This summer many families will have untreated addicts attending family gatherings and everyone will do their best to pretend everything is ok. The normal questions like “what have you been up to?” and “how’s work going?” will be avoided. Everybody will try and get through without upsetting each other and have a nice day.
Imagine if that person had diabetes, heart disease or cancer it’s likely your family would do everything they could to get that person into treatment. You would be researching treatment options, talking with other family members and friends on the phone, ringing doctors and clinics and insisting your loved one got the treatment they needed. You would be supporting your loved one through their fear and denial, telling them you loved them and believed in them. Telling them it’s not their fault and they need help. You would not be sitting around pretending everything was OK.
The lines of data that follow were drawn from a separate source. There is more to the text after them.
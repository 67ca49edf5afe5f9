//! Per-chain provider selection.

use crate::{
	get_all_implementations, log_unsupported, GaslessError, SmartAccountClient,
	SmartAccountProvider, UnsupportedReason,
};
use grants_account::SigningAccount;
use grants_types::{ChainGaslessConfig, GaslessConfigTable, ProviderKind, RpcConnector};
use std::collections::HashMap;
use std::sync::Arc;

/// Classifies chains and dispatches client construction to the configured provider.
///
/// Read-only after construction; safe to share between tasks.
pub struct GaslessProviderRegistry {
	configs: GaslessConfigTable,
	providers: HashMap<ProviderKind, Box<dyn SmartAccountProvider>>,
}

impl GaslessProviderRegistry {
	/// Builds a registry with every registered provider implementation.
	pub fn new(configs: GaslessConfigTable, connector: Arc<dyn RpcConnector>) -> Self {
		let providers = get_all_implementations()
			.into_iter()
			.map(|(name, factory)| {
				let provider = factory(connector.clone());
				tracing::debug!(provider = name, "Registered gasless provider");
				provider
			})
			.collect();
		Self::with_providers(configs, providers)
	}

	pub fn with_providers(
		configs: GaslessConfigTable,
		providers: Vec<Box<dyn SmartAccountProvider>>,
	) -> Self {
		let providers = providers
			.into_iter()
			.map(|provider| (provider.kind(), provider))
			.collect();
		Self { configs, providers }
	}

	pub fn config_for(&self, chain_id: u64) -> Option<&ChainGaslessConfig> {
		self.configs.get(&chain_id)
	}

	/// Whether `chain_id` is enabled and has complete provider credentials.
	pub fn supports(&self, chain_id: u64) -> bool {
		self.config_for(chain_id)
			.is_some_and(ChainGaslessConfig::is_supported)
	}

	/// Chain ids eligible for sponsorship, ascending.
	pub fn supported_chains(&self) -> Vec<u64> {
		let mut chains: Vec<u64> = self
			.configs
			.values()
			.filter(|config| config.is_supported())
			.map(|config| config.chain_id)
			.collect();
		chains.sort_unstable();
		chains
	}

	/// Builds a smart account client for `account` on `chain_id`.
	///
	/// Returns `Ok(None)` when the chain is not eligible; never inspects the
	/// provider's own configuration beyond handing it over.
	pub async fn create_client(
		&self,
		chain_id: u64,
		account: Arc<dyn SigningAccount>,
	) -> Result<Option<Box<dyn SmartAccountClient>>, GaslessError> {
		let Some(config) = self.config_for(chain_id) else {
			tracing::debug!(
				chain_id = chain_id,
				reason = %UnsupportedReason::NotConfigured,
				"Gasless sponsorship unavailable"
			);
			return Ok(None);
		};
		let kind = config.provider_kind();
		if !config.is_supported() {
			let reason = if config.enabled {
				UnsupportedReason::MissingCredentials
			} else {
				UnsupportedReason::Disabled
			};
			log_unsupported(kind, chain_id, reason);
			return Ok(None);
		}
		let Some(provider) = self.providers.get(&kind) else {
			log_unsupported(kind, chain_id, UnsupportedReason::NoProviderImplementation);
			return Ok(None);
		};

		provider.create_client(chain_id, account, config).await
	}
}

#[cfg(test)]
mod tests {
	use super::*;
	use crate::MockSmartAccountClient;
	use alloy_primitives::Address;
	use async_trait::async_trait;
	use grants_account::implementations::local::LocalAccount;
	use grants_types::ProviderCredentials;
	use std::sync::atomic::{AtomicUsize, Ordering};

	const KEY: &str = "0xac0974bec39a17e36ba4a6b4d238ff944bacb478cbed5efcae784d7bf4f2ff80";

	struct CountingProvider {
		kind: ProviderKind,
		calls: Arc<AtomicUsize>,
	}

	#[async_trait]
	impl SmartAccountProvider for CountingProvider {
		fn kind(&self) -> ProviderKind {
			self.kind
		}

		async fn create_client(
			&self,
			chain_id: u64,
			_account: Arc<dyn SigningAccount>,
			_config: &ChainGaslessConfig,
		) -> Result<Option<Box<dyn SmartAccountClient>>, GaslessError> {
			self.calls.fetch_add(1, Ordering::SeqCst);
			let mut client = MockSmartAccountClient::new();
			client.expect_chain_id().return_const(chain_id);
			client.expect_address().return_const(Address::repeat_byte(9));
			Ok(Some(Box::new(client)))
		}
	}

	fn table() -> GaslessConfigTable {
		let entries = [
			ChainGaslessConfig {
				chain_id: 10,
				rpc_url: None,
				enabled: true,
				use_eip7702: true,
				credentials: ProviderCredentials::ZeroDev {
					project_id: Some("proj".into()),
				},
			},
			ChainGaslessConfig {
				chain_id: 42220,
				rpc_url: Some("https://celo-mainnet.g.alchemy.com/v2/key".into()),
				enabled: true,
				use_eip7702: true,
				credentials: ProviderCredentials::Alchemy { policy_id: None },
			},
			ChainGaslessConfig {
				chain_id: 8453,
				rpc_url: None,
				enabled: false,
				use_eip7702: false,
				credentials: ProviderCredentials::ZeroDev {
					project_id: Some("proj".into()),
				},
			},
		];
		entries.into_iter().map(|c| (c.chain_id, c)).collect()
	}

	fn registry(calls: Arc<AtomicUsize>) -> GaslessProviderRegistry {
		GaslessProviderRegistry::with_providers(
			table(),
			vec![
				Box::new(CountingProvider {
					kind: ProviderKind::ZeroDev,
					calls: calls.clone(),
				}),
				Box::new(CountingProvider {
					kind: ProviderKind::Alchemy,
					calls,
				}),
			],
		)
	}

	fn account() -> Arc<dyn SigningAccount> {
		Arc::new(LocalAccount::from_private_key(KEY).unwrap())
	}

	#[test]
	fn test_alchemy_without_policy_is_unsupported() {
		let registry = registry(Arc::default());
		assert!(!registry.supports(42220));
		assert!(registry.supports(10));
		assert!(!registry.supports(8453));
		assert!(!registry.supports(1));
		assert_eq!(registry.supported_chains(), vec![10]);
	}

	#[tokio::test]
	async fn test_unsupported_chains_never_reach_a_provider() {
		let calls = Arc::new(AtomicUsize::new(0));
		let registry = registry(calls.clone());
		for chain_id in [42220, 8453, 1] {
			assert!(registry
				.create_client(chain_id, account())
				.await
				.unwrap()
				.is_none());
		}
		assert_eq!(calls.load(Ordering::SeqCst), 0);
	}

	#[tokio::test]
	async fn test_supported_chain_dispatches_to_configured_provider() {
		let calls = Arc::new(AtomicUsize::new(0));
		let registry = registry(calls.clone());
		let client = registry.create_client(10, account()).await.unwrap().unwrap();
		assert_eq!(client.chain_id(), 10);
		assert_eq!(calls.load(Ordering::SeqCst), 1);
	}

	#[tokio::test]
	async fn test_missing_implementation_is_unsupported() {
		let registry = GaslessProviderRegistry::with_providers(table(), Vec::new());
		assert!(registry.supports(10));
		assert!(registry.create_client(10, account()).await.unwrap().is_none());
	}

	#[test]
	fn test_new_registers_every_provider() {
		let connector: Arc<dyn RpcConnector> = Arc::new(grants_types::HttpConnector::default());
		let registry = GaslessProviderRegistry::new(table(), connector);
		assert!(registry.providers.contains_key(&ProviderKind::ZeroDev));
		assert!(registry.providers.contains_key(&ProviderKind::Alchemy));
	}
}
//! ERC-4337 v0.7 user operations.
//!
//! The RPC form of an operation (unpacked `factory`/`paymaster` fields, hex
//! quantities) is what bundlers and paymasters exchange. The hash the owner
//! signs is computed over the packed on-chain form.

use alloy_primitives::{keccak256, Address, Bytes, B256, U256};
use alloy_sol_types::{sol, SolCall, SolValue};
use grants_account::AuthorizationResult;
use serde::{Deserialize, Serialize};

sol! {
	/// Hash input of a packed v0.7 user operation.
	struct PackedUserOperationHash {
		address sender;
		uint256 nonce;
		bytes32 initCodeHash;
		bytes32 callDataHash;
		bytes32 accountGasLimits;
		uint256 preVerificationGas;
		bytes32 gasFees;
		bytes32 paymasterAndDataHash;
	}

	/// ERC-7579 batch element.
	struct Execution {
		address target;
		uint256 value;
		bytes callData;
	}

	/// ERC-6900 batch element.
	struct Call6900 {
		address target;
		uint256 value;
		bytes data;
	}

	interface IEntryPoint {
		function getNonce(address sender, uint192 key) external view returns (uint256 nonce);
	}

	/// ERC-7579 execution used by Kernel v3.
	interface IERC7579Account {
		function execute(bytes32 mode, bytes executionCalldata) external payable;
	}

	/// ERC-6900 execution used by Modular Account v2.
	interface IModularAccount {
		function execute(address target, uint256 value, bytes data) external payable returns (bytes result);
		function executeBatch(Call6900[] calls) external payable returns (bytes[] results);
	}
}

/// A call executed by a smart account.
#[derive(Debug, Clone, PartialEq, Eq, Serialize, Deserialize)]
pub struct Call {
	pub to: Address,
	pub value: U256,
	pub data: Bytes,
}

/// A signed EIP-7702 authorization in the shape bundlers accept.
#[derive(Debug, Clone, PartialEq, Eq, Serialize, Deserialize)]
#[serde(rename_all = "camelCase")]
pub struct Eip7702Auth {
	pub chain_id: U256,
	pub address: Address,
	pub nonce: U256,
	pub y_parity: U256,
	pub r: B256,
	pub s: B256,
}

impl From<&AuthorizationResult> for Eip7702Auth {
	fn from(auth: &AuthorizationResult) -> Self {
		Self {
			chain_id: U256::from(auth.chain_id),
			address: auth.contract_address,
			nonce: U256::from(auth.nonce),
			y_parity: U256::from(auth.y_parity),
			r: auth.r,
			s: auth.s,
		}
	}
}

/// An EntryPoint v0.7 user operation in RPC form.
#[derive(Debug, Clone, Default, PartialEq, Eq, Serialize, Deserialize)]
#[serde(rename_all = "camelCase")]
pub struct UserOperation {
	pub sender: Address,
	pub nonce: U256,
	#[serde(default, skip_serializing_if = "Option::is_none")]
	pub factory: Option<Address>,
	#[serde(default, skip_serializing_if = "Option::is_none")]
	pub factory_data: Option<Bytes>,
	pub call_data: Bytes,
	pub call_gas_limit: U256,
	pub verification_gas_limit: U256,
	pub pre_verification_gas: U256,
	pub max_fee_per_gas: U256,
	pub max_priority_fee_per_gas: U256,
	#[serde(default, skip_serializing_if = "Option::is_none")]
	pub paymaster: Option<Address>,
	#[serde(default, skip_serializing_if = "Option::is_none")]
	pub paymaster_verification_gas_limit: Option<U256>,
	#[serde(default, skip_serializing_if = "Option::is_none")]
	pub paymaster_post_op_gas_limit: Option<U256>,
	#[serde(default, skip_serializing_if = "Option::is_none")]
	pub paymaster_data: Option<Bytes>,
	pub signature: Bytes,
	#[serde(default, skip_serializing_if = "Option::is_none")]
	pub eip7702_auth: Option<Eip7702Auth>,
}

/// Packs two 128-bit values into one word, `high` first.
fn pack_u128_pair(high: U256, low: U256) -> B256 {
	let mask = U256::from(u128::MAX);
	B256::from(((high & mask) << 128usize | (low & mask)).to_be_bytes::<32>())
}

impl UserOperation {
	/// `factory || factoryData`, empty when the account is already deployed.
	pub fn init_code(&self) -> Bytes {
		match self.factory {
			Some(factory) => {
				let mut out = factory.to_vec();
				out.extend_from_slice(self.factory_data.as_ref().map(|b| &b[..]).unwrap_or_default());
				out.into()
			},
			None => Bytes::new(),
		}
	}

	/// `paymaster || verificationGasLimit (16) || postOpGasLimit (16) || paymasterData`.
	pub fn paymaster_and_data(&self) -> Bytes {
		let Some(paymaster) = self.paymaster else {
			return Bytes::new();
		};
		let mut out = paymaster.to_vec();
		let verification = self.paymaster_verification_gas_limit.unwrap_or_default();
		let post_op = self.paymaster_post_op_gas_limit.unwrap_or_default();
		out.extend_from_slice(&verification.to_be_bytes::<32>()[16..]);
		out.extend_from_slice(&post_op.to_be_bytes::<32>()[16..]);
		out.extend_from_slice(self.paymaster_data.as_ref().map(|b| &b[..]).unwrap_or_default());
		out.into()
	}

	/// The hash the account owner signs. Independent of `signature` and `eip7702Auth`.
	pub fn hash(&self, entry_point: Address, chain_id: u64) -> B256 {
		let packed = PackedUserOperationHash {
			sender: self.sender,
			nonce: self.nonce,
			initCodeHash: keccak256(self.init_code()),
			callDataHash: keccak256(&self.call_data),
			accountGasLimits: pack_u128_pair(self.verification_gas_limit, self.call_gas_limit),
			preVerificationGas: self.pre_verification_gas,
			gasFees: pack_u128_pair(self.max_priority_fee_per_gas, self.max_fee_per_gas),
			paymasterAndDataHash: keccak256(self.paymaster_and_data()),
		};
		let inner = keccak256(packed.abi_encode());
		keccak256((inner, entry_point, U256::from(chain_id)).abi_encode())
	}
}

/// ERC-7579 `execute` calldata: single call in packed form, several as an `Execution[]` batch.
pub fn encode_erc7579_execute(calls: &[Call]) -> Bytes {
	// mode = callType (1) || execType (1) || unused (4) || selector (4) || payload (22)
	let mut mode = [0u8; 32];
	let execution_calldata: Vec<u8> = match calls {
		[call] => {
			let mut packed = call.to.to_vec();
			packed.extend_from_slice(&call.value.to_be_bytes::<32>());
			packed.extend_from_slice(&call.data);
			packed
		},
		_ => {
			mode[0] = 0x01;
			calls
				.iter()
				.map(|call| Execution {
					target: call.to,
					value: call.value,
					callData: call.data.clone(),
				})
				.collect::<Vec<_>>()
				.abi_encode()
		},
	};
	IERC7579Account::executeCall {
		mode: B256::from(mode),
		executionCalldata: execution_calldata.into(),
	}
	.abi_encode()
	.into()
}

/// ERC-6900 `execute` / `executeBatch` calldata.
pub fn encode_erc6900_execute(calls: &[Call]) -> Bytes {
	match calls {
		[call] => IModularAccount::executeCall {
			target: call.to,
			value: call.value,
			data: call.data.clone(),
		}
		.abi_encode()
		.into(),
		_ => IModularAccount::executeBatchCall {
			calls: calls
				.iter()
				.map(|call| Call6900 {
					target: call.to,
					value: call.value,
					data: call.data.clone(),
				})
				.collect(),
		}
		.abi_encode()
		.into(),
	}
}

/// `EntryPoint.getNonce(sender, 0)` calldata.
pub fn encode_get_nonce(sender: Address) -> Bytes {
	IEntryPoint::getNonceCall {
		sender,
		key: Default::default(),
	}
	.abi_encode()
	.into()
}
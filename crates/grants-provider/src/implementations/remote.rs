//! Wallet client for an injected wallet reached over JSON-RPC.

use crate::{ProviderError, WalletClient};
use alloy_primitives::{hex, Address, Bytes, B256};
use alloy_rpc_types::TransactionRequest;
use async_trait::async_trait;
use grants_types::JsonRpcTransport;
use serde_json::{json, Value};
use std::sync::Arc;

/// Forwards the four signing methods to the wallet endpoint.
pub struct RemoteWalletClient {
	address: Address,
	wallet: Arc<dyn JsonRpcTransport>,
}

impl RemoteWalletClient {
	pub fn new(address: Address, wallet: Arc<dyn JsonRpcTransport>) -> Self {
		Self { address, wallet }
	}

	async fn call_for_bytes(&self, method: &str, params: Value) -> Result<Bytes, ProviderError> {
		let result = self.wallet.request(method, params).await?;
		let encoded = result.as_str().ok_or_else(|| {
			ProviderError::Wallet(format!("{} returned a non-string result", method))
		})?;
		hex::decode(encoded)
			.map(Bytes::from)
			.map_err(|e| ProviderError::Wallet(format!("{} returned invalid hex: {}", method, e)))
	}
}

#[async_trait]
impl WalletClient for RemoteWalletClient {
	fn address(&self) -> Address {
		self.address
	}

	async fn send_transaction(&self, tx: TransactionRequest) -> Result<B256, ProviderError> {
		let hash = self
			.call_for_bytes("eth_sendTransaction", json!([tx.from(self.address)]))
			.await?;
		if hash.len() != 32 {
			return Err(ProviderError::Wallet(format!(
				"eth_sendTransaction returned {} bytes, expected a 32-byte hash",
				hash.len()
			)));
		}
		Ok(B256::from_slice(&hash))
	}

	async fn sign_transaction(&self, tx: TransactionRequest) -> Result<Bytes, ProviderError> {
		self.call_for_bytes("eth_signTransaction", json!([tx.from(self.address)]))
			.await
	}

	async fn sign_typed_data(&self, typed_data: &Value) -> Result<Bytes, ProviderError> {
		self.call_for_bytes(
			"eth_signTypedData_v4",
			json!([self.address, typed_data.to_string()]),
		)
		.await
	}

	async fn sign_message(&self, message: &[u8]) -> Result<Bytes, ProviderError> {
		self.call_for_bytes(
			"personal_sign",
			json!([hex::encode_prefixed(message), self.address]),
		)
		.await
	}
}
Why do we do this year after year? Because we don’t understand addiction.
We tend to respond differently to addiction than we do to other chronic health conditions. We pretend the addiction is not that bad, we have the (false) belief that the person must be ‘ready’ for treatment. We avoid the issue altogether or worse still we blame the addict. Addiction is seen as “self-inflicted” and the addict is told they need to sort it out themselves. As family members we are less likely to talk to our friends about my daughter the heroin addict, my husband the alcoholic. We are ashamed of our loved one’s struggle with addiction and because of this shame we want to hide the problem away. We don’t talk about it openly, we don’t ask our friends for help or advice in the same way that we would if my son had diabetes or my mother had heart disease. Because addiction is seen as a moral failing addicts and their families are not receiving the treatment they need and people are dying.
Families are crucial in supporting people suffering from addiction to drugs and alcohol into treatment. Addiction doesn’t just go away; it gets progressively worse. It is unfair to expect the addict to recognize that they need treatment and be able to organize it for themselves. Addicts are chaotic. Their brains are organized to seek and use drugs. Your loved one needs you to support them into treatment because they cannot do it for themselves. Addiction does not respond to negative consequences. One of the defining features of addiction is that people cannot stop despite potentially catastrophic consequences. This is not because people are bad, it’s because they are sick.
Make the right decision now and next summer your loved one could be celebrating a year clean in recovery and not another year in the grip of addiction pretending everything is okay.